A corto plazo, la presión por los altos precios del petróleo será difícil de aliviar: no hay señales de recuperación en la interrupción en Hormuz, y la postura dura de Irán junto con la actividad de actores proxy mantienen la incertidumbre en el suministro. Aunque las medidas como la liberación de 400 millones de barriles por parte de la AIE y las exenciones temporales a las compras de petróleo ruso en EE. UU. ofrecen cierto alivio, su efecto es limitado en comparación con la escala del déficit y los retrasos logísticos.

A mediano y largo plazo, la tendencia de los precios del petróleo dependerá de: si Irán intensifica su represalia, cuánto tiempo tardará en restablecerse la navegación en el estrecho, y la implementación efectiva de las liberaciones de reservas por parte del G7 y la AIE. Si el conflicto se prolonga, los precios del petróleo se mantendrán en niveles altos, convirtiéndose en una nueva normalidad, y los riesgos de inflación global y desaceleración económica se intensificarán.

Resumen editorial

Los grandes petroleros de EE. UU. advierten colectivamente al gobierno de Trump: la crisis energética provocada por la situación en Irán podría agravarse aún más.
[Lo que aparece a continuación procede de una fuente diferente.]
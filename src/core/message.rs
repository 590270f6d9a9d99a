use super::{MessageId, TicketId, UserId};
use chrono::{DateTime, Utc};
use serde::{Deserialize, Serialize};
use std::fmt;

/// Channel a message was posted through
#[derive(Debug, Clone, Copy, PartialEq, Eq, Default, Serialize, Deserialize)]
#[serde(rename_all = "lowercase")]
pub enum MessageVia {
    #[default]
    Webapp,
    Email,
}

impl fmt::Display for MessageVia {
    fn fmt(&self, f: &mut fmt::Formatter<'_>) -> fmt::Result {
        match self {
            Self::Webapp => write!(f, "webapp"),
            Self::Email => write!(f, "email"),
        }
    }
}

/// A message in a ticket's discussion
#[derive(Debug, Clone, PartialEq, Eq, Serialize, Deserialize)]
pub struct Message {
    pub id: MessageId,
    pub ticket_id: TicketId,
    pub created_at: DateTime<Utc>,
    pub created_by: UserId,
    pub content: String,
    /// Only visible to agents
    #[serde(default)]
    pub is_confidential: bool,
    #[serde(default)]
    pub via: MessageVia,
    /// Message-ID header of the e-mail this message came from or was sent as
    pub email_id: Option<String>,
}

impl Message {
    pub fn new(
        ticket_id: TicketId,
        created_by: UserId,
        content: impl Into<String>,
        is_confidential: bool,
        via: MessageVia,
    ) -> Self {
        Self {
            id: MessageId::new(),
            ticket_id,
            created_at: Utc::now(),
            created_by,
            content: content.into(),
            is_confidential,
            via,
            email_id: None,
        }
    }

    /// Attach the Message-ID of the e-mail carrying this message
    #[must_use]
    pub fn with_email_id(mut self, email_id: impl Into<String>) -> Self {
        self.email_id = Some(email_id.into());
        self
    }

    /// Message-ID used when the message is sent by e-mail
    pub fn outgoing_email_id(&self, host: &str) -> String {
        self.email_id
            .clone()
            .unwrap_or_else(|| format!("<message-{}@{host}>", self.id))
    }
}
En la reunión en la Casa Blanca, los CEOs de ExxonMobil, Chevron y ConocoPhillips señalaron que la interrupción en Hormuz seguirá causando fuertes fluctuaciones.

El Secretario de Energía de EE. UU., Wight, reconoció que la presión por los altos precios del petróleo persistirá varias semanas, pero enfatizó que finalmente se eliminará el mayor riesgo, y que los precios de la gasolina podrían bajar a menos de 3 dólares por galón antes del verano. Actualmente, el precio promedio de la gasolina en EE. UU. es de 3.60 dólares, y el diésel alcanza los 4.89 dólares, niveles récord en años, mientras que la interrupción en Hormuz y la reducción de producción en el Golfo aumentan la tensión en el suministro global.

La presión por los altos precios del petróleo en el corto plazo será difícil de aliviar; a largo plazo, dependerá de la evolución del conflicto y la efectividad de las liberaciones de reservas. Los inversores deben estar atentos a posibles escaladas de represalias por Irán que puedan revertir los precios del petróleo, así como a la recuperación de la navegación en el estrecho y los avances en la coordinación del G7 y la AIE, ya que la incertidumbre en el mercado energético sigue siendo alta.

A las 9:08, hora de Beijing, el petróleo crudo estadounidense cotiza en 97.87 dólares por barril.